Which lines below mention "trim"? Pick each one out.
:: Data supplied ::
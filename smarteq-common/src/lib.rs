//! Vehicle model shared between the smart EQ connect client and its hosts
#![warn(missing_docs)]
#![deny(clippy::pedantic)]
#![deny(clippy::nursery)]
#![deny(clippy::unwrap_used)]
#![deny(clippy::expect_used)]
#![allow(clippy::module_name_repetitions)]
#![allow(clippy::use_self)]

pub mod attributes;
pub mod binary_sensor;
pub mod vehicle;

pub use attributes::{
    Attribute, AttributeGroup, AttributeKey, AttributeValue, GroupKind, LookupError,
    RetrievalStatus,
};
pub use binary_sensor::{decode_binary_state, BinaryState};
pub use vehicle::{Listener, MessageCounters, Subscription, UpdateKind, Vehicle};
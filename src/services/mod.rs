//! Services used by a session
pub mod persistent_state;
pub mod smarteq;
:::
:: Data supplied ::
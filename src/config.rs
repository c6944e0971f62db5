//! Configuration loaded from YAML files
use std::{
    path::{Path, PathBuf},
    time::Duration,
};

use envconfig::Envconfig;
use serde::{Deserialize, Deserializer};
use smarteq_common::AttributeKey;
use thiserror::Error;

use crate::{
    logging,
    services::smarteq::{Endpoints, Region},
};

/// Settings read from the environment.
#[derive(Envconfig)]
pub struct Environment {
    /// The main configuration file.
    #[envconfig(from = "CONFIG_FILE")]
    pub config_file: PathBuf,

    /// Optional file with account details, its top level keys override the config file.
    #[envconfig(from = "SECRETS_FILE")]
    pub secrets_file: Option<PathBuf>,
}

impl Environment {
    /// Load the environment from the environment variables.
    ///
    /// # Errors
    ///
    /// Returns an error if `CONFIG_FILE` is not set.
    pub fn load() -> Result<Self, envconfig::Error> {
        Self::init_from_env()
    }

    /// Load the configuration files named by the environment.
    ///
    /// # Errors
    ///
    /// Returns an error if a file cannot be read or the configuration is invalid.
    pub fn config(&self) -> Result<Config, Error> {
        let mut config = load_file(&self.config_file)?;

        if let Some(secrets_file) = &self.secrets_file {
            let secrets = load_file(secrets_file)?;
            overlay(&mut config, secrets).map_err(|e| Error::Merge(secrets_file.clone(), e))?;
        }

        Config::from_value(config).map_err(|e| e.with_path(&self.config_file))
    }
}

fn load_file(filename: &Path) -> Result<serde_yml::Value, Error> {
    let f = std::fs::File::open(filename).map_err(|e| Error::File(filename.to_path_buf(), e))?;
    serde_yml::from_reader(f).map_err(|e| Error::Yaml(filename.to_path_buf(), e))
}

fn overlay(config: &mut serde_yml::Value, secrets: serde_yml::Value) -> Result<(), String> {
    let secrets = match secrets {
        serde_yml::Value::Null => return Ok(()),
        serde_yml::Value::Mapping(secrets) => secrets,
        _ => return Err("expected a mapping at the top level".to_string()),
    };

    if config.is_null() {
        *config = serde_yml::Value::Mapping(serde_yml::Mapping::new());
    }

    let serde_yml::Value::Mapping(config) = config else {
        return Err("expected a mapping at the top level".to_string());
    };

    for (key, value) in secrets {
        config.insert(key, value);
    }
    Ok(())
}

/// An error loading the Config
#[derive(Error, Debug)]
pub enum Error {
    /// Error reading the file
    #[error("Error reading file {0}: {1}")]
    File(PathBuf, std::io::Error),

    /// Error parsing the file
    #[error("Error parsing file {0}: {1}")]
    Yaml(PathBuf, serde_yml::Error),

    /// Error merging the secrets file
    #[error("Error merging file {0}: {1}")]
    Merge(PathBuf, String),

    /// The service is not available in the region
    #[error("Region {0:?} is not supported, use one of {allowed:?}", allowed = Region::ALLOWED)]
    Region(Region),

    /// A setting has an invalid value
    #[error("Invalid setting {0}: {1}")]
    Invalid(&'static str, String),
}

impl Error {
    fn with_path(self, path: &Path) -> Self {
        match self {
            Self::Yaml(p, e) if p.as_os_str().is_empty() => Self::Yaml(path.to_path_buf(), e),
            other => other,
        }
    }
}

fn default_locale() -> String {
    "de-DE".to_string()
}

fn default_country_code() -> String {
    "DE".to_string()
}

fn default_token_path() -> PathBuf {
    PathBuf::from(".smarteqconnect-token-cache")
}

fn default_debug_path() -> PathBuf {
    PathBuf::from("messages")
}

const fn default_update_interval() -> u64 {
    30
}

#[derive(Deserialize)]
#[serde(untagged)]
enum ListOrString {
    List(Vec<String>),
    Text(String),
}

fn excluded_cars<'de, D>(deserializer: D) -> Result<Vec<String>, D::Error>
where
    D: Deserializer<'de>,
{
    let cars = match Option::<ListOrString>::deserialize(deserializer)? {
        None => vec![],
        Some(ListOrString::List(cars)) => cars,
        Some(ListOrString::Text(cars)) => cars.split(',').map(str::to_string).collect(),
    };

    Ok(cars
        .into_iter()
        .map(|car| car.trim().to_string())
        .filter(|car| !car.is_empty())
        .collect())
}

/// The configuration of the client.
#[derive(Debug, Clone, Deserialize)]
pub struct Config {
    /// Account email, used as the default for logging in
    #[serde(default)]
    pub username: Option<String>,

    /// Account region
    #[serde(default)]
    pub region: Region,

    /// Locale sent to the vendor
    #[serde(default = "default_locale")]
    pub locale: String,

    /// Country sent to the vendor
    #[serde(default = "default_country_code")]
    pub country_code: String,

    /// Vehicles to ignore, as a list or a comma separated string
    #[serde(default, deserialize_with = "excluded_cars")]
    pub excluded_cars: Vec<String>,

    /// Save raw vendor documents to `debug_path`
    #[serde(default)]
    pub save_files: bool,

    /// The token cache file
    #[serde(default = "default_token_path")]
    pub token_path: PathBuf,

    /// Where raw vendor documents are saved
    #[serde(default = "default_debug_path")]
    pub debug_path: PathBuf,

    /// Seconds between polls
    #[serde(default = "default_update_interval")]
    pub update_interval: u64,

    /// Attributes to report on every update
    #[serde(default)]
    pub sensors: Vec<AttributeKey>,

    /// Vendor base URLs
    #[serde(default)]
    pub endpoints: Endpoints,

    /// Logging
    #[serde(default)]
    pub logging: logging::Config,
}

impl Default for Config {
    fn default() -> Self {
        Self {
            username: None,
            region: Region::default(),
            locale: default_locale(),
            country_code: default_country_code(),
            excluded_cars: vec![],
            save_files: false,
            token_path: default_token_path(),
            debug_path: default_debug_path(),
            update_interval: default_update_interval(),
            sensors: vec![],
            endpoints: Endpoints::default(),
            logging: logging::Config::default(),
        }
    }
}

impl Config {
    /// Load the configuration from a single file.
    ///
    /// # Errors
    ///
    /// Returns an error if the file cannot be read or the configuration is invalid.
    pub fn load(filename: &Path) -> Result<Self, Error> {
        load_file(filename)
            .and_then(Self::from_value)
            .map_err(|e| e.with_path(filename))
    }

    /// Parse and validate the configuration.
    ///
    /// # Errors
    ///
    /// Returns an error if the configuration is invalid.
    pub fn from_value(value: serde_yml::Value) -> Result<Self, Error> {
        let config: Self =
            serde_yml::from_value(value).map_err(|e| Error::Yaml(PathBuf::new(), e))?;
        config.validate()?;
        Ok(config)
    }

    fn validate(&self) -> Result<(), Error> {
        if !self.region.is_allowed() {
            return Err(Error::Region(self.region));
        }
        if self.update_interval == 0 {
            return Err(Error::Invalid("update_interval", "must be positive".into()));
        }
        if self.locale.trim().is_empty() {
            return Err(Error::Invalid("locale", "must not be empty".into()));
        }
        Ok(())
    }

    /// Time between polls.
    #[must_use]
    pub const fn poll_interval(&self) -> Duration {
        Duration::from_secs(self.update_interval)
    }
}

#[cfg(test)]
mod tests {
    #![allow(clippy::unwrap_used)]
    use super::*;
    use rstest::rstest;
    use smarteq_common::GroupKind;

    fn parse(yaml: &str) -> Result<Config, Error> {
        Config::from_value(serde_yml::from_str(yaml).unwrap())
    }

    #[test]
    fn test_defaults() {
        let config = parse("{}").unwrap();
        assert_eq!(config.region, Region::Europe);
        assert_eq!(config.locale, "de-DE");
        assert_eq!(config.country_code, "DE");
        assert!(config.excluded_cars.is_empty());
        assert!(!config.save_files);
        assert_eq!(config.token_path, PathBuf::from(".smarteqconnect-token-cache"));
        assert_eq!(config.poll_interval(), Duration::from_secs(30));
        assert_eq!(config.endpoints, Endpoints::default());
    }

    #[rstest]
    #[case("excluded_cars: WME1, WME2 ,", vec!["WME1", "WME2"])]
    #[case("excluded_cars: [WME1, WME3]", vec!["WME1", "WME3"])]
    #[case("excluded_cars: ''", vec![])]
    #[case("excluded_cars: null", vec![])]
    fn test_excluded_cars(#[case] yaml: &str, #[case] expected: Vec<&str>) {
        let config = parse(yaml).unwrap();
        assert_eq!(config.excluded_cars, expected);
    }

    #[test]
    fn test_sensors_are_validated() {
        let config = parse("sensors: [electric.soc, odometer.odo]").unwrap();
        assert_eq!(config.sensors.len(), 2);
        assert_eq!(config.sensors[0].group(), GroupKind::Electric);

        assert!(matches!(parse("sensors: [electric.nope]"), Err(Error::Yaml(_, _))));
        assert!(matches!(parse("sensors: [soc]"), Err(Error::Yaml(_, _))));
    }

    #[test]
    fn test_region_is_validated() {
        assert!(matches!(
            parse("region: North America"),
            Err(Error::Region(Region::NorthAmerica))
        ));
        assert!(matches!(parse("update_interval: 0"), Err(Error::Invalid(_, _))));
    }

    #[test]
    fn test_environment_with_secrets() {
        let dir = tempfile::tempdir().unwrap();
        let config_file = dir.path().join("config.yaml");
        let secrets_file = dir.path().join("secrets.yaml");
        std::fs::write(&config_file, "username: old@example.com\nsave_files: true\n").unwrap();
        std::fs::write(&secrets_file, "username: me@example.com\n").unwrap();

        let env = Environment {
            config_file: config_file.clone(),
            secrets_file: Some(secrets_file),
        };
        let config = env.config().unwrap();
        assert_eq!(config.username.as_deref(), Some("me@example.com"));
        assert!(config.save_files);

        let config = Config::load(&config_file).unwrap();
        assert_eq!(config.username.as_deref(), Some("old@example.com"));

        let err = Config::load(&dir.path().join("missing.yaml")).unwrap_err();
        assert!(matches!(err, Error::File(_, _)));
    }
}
:::
Output for this exercise:
        .map(|car| car.trim().to_string())
        if self.locale.trim().is_empty() {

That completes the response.